Voice is the sixth studio album (ninth overall) by Japanese singer Mika Nakashima, released via Sony Music Japan on November 26, 2008. It contains all of her singles from "Life" up to "Orion". The album was distributed in two formats: a CD-only version and CD+DVD limited edition.

Following its release, Voice became Nakashima's first number one album on the Oricon Albums Chart since Best (2005). It has been certified platinum by the RIAJ for physical shipments of over 250,000 copies in Japan, and has since amassed sales of over 340,000 copies.

Singles
"Life" was released as the album's first single on August 22, 2007. The song is an adult contemporary pop/rock number and was used as the theme song for the drama of the same name, starring Kii Kitano and Saki Fukuda. The B-side "It's Too Late" was used for an Kanebo Cosmetics CM, which starred Nakashima herself.

"Eien no Uta" is a reggae-inflected ballad with Stephen McGregor serving as the producer. It was used as the theme song of the movie Southbound (2007). The B-side is a cover of Cole Porter's "You'd Be So Nice To Come Home To," and was made with jazz band Katteni-Shiyagare and previously included on her Katteni-Shiyagare tribute album, Let's Get Lost.

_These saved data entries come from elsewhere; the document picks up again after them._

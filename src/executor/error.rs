//! Executor error types.

use thiserror::Error;

use crate::sql::validate::SyntaxError;

/// Result type for executor operations.
pub type ExecutorResult<T> = Result<T, ExecutorError>;

/// Errors reported by a query executor. Surfaced to callers unchanged.
#[derive(Error, Debug, Clone, PartialEq)]
pub enum ExecutorError {
    /// No execution handle could be acquired.
    #[error("executor unavailable: {0}")]
    Unavailable(String),

    /// The handle was never issued or is already released.
    #[error("unknown execution handle {0}")]
    UnknownHandle(u64),

    /// The engine refused the query.
    #[error("query rejected: {reason}")]
    Rejected {
        /// Query text as sent.
        query: String,
        /// Engine message.
        reason: String,
    },

    /// The in-memory executor has nothing scripted for this text.
    #[error("no result scripted for query: {0}")]
    NoResponse(String),

    /// The query text does not parse.
    #[error(transparent)]
    Syntax(#[from] SyntaxError),
}

impl ExecutorError {
    /// Create a rejection for a query.
    pub fn rejected(query: impl Into<String>, reason: impl Into<String>) -> Self {
        Self::Rejected {
            query: query.into(),
            reason: reason.into(),
        }
    }
}
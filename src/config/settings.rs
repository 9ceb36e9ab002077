//! TOML-based configuration for querystream.
//!
//! Supports a config file (querystream.toml) with environment variable expansion.
//!
//! Example configuration:
//! ```toml
//! [translation]
//! dialect = "hql"
//!
//! [hints]
//! automatic_page_size = 500
//! exception_on_translation_fail = false
//!
//! [entities.Customer]
//! name = "string"
//! country = "string"
//! debt = "numeric"
//!
//! [entities.Sale]
//! customer = { reference = "${SALE_CUSTOMER_ENTITY}" }
//! ```

use serde::{Deserialize, Serialize};
use std::collections::BTreeMap;
use std::env;
use std::fs;
use std::num::NonZeroU64;
use std::path::{Path, PathBuf};

use once_cell::sync::Lazy;
use regex::{Captures, Regex};

use crate::metamodel::{EntityType, Metamodel, MetamodelError};
use crate::sql::query::Hints;
use crate::sql::Dialect;

static ENV_VAR: Lazy<Regex> = Lazy::new(|| {
    Regex::new(r"\$\{([^}]*)\}|\$([A-Za-z0-9_]+)").expect("env var pattern is valid")
});

/// Error type for settings.
#[derive(Debug, thiserror::Error)]
pub enum SettingsError {
    #[error("Config file not found: {0}")]
    FileNotFound(PathBuf),

    #[error("Failed to read config file: {0}")]
    ReadError(#[from] std::io::Error),

    #[error("Failed to parse config file: {0}")]
    ParseError(#[from] toml::de::Error),

    #[error("Missing environment variable: {0}")]
    MissingEnvVar(String),

    #[error("Invalid metamodel: {0}")]
    InvalidMetamodel(#[from] MetamodelError),

    #[error("Invalid configuration: {0}")]
    InvalidConfig(String),
}

/// Root configuration structure.
#[derive(Debug, Clone, Default, Deserialize, Serialize)]
#[serde(default)]
pub struct Settings {
    /// Query text generation.
    pub translation: TranslationSettings,

    /// Hints every new stream starts with.
    pub hints: HintSettings,

    /// Entity types keyed by name, each a table of attribute kinds.
    pub entities: BTreeMap<String, EntityType>,
}

/// Translation configuration.
#[derive(Debug, Clone, Default, Deserialize, Serialize)]
#[serde(default)]
pub struct TranslationSettings {
    /// Query dialect (jpql, hql).
    pub dialect: Dialect,
}

/// Default hint values.
#[derive(Debug, Clone, Deserialize, Serialize)]
#[serde(default)]
pub struct HintSettings {
    /// Rows per fetch; absent means one fetch per query.
    pub automatic_page_size: Option<u64>,

    /// Fail streams whose clauses do not translate.
    pub exception_on_translation_fail: bool,
}

impl Default for HintSettings {
    fn default() -> Self {
        Self {
            automatic_page_size: None,
            exception_on_translation_fail: true,
        }
    }
}

impl Settings {
    /// Parse settings from TOML text, expanding environment variables first.
    pub fn from_toml(content: &str) -> Result<Self, SettingsError> {
        let expanded = expand_env_vars(content)?;
        Ok(toml::from_str(&expanded)?)
    }

    /// Load settings from a TOML file.
    pub fn from_file<P: AsRef<Path>>(path: P) -> Result<Self, SettingsError> {
        let path = path.as_ref();
        if !path.exists() {
            return Err(SettingsError::FileNotFound(path.to_path_buf()));
        }

        let content = fs::read_to_string(path)?;
        Self::from_toml(&content)
    }

    /// Load settings from the default config file locations.
    ///
    /// Searches in order:
    /// 1. Environment variable `QUERYSTREAM_CONFIG`
    /// 2. `./querystream.toml`
    /// 3. `~/.config/querystream/config.toml`
    pub fn load() -> Result<Self, SettingsError> {
        if let Ok(path) = env::var("QUERYSTREAM_CONFIG") {
            return Self::from_file(&path);
        }

        let local_config = PathBuf::from("querystream.toml");
        if local_config.exists() {
            return Self::from_file(&local_config);
        }

        if let Some(config_dir) = dirs::config_dir() {
            let user_config = config_dir.join("querystream").join("config.toml");
            if user_config.exists() {
                return Self::from_file(&user_config);
            }
        }

        Ok(Settings::default())
    }

    /// Build and validate the configured metamodel.
    pub fn metamodel(&self) -> Result<Metamodel, SettingsError> {
        let metamodel: Metamodel = self
            .entities
            .iter()
            .map(|(name, entity)| EntityType {
                name: name.clone(),
                attributes: entity.attributes.clone(),
            })
            .collect();
        metamodel.validate()?;
        Ok(metamodel)
    }

    /// The configured default hints.
    pub fn hints(&self) -> Result<Hints, SettingsError> {
        let automatic_page_size = match self.hints.automatic_page_size {
            Some(size) => Some(NonZeroU64::new(size).ok_or_else(|| {
                SettingsError::InvalidConfig("hints.automatic_page_size must be positive".into())
            })?),
            None => None,
        };
        Ok(Hints {
            automatic_page_size,
            exception_on_translation_fail: self.hints.exception_on_translation_fail,
        })
    }
}

/// Expand environment variables in a string.
///
/// Supports `${VAR}` and `$VAR` syntax. A `$` not followed by a name is kept.
pub fn expand_env_vars(s: &str) -> Result<String, SettingsError> {
    let mut missing = None;
    let expanded = ENV_VAR.replace_all(s, |caps: &Captures| {
        let name = caps
            .get(1)
            .or_else(|| caps.get(2))
            .map_or("", |m| m.as_str());
        match env::var(name) {
            Ok(value) => value,
            Err(_) => {
                missing.get_or_insert_with(|| name.to_string());
                String::new()
            }
        }
    });
    match missing {
        Some(name) => Err(SettingsError::MissingEnvVar(name)),
        None => Ok(expanded.into_owned()),
    }
}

"Sakura Hanagasumi" is an adult contemporary ballad with a more poignant mood than "Sakurairo Mau Koro" (2005). The Daishi dance version of the song appears on the Voice album instead of the original version, which is featured in its promotional video. The next release, "I Don't Know", was Mika's first English-language single. It is a collaboration with owarai group Morisanchuu and was her first single to be released in a CD+DVD format in addition to the regular CD-only format. It includes the B-side track "Shut Up".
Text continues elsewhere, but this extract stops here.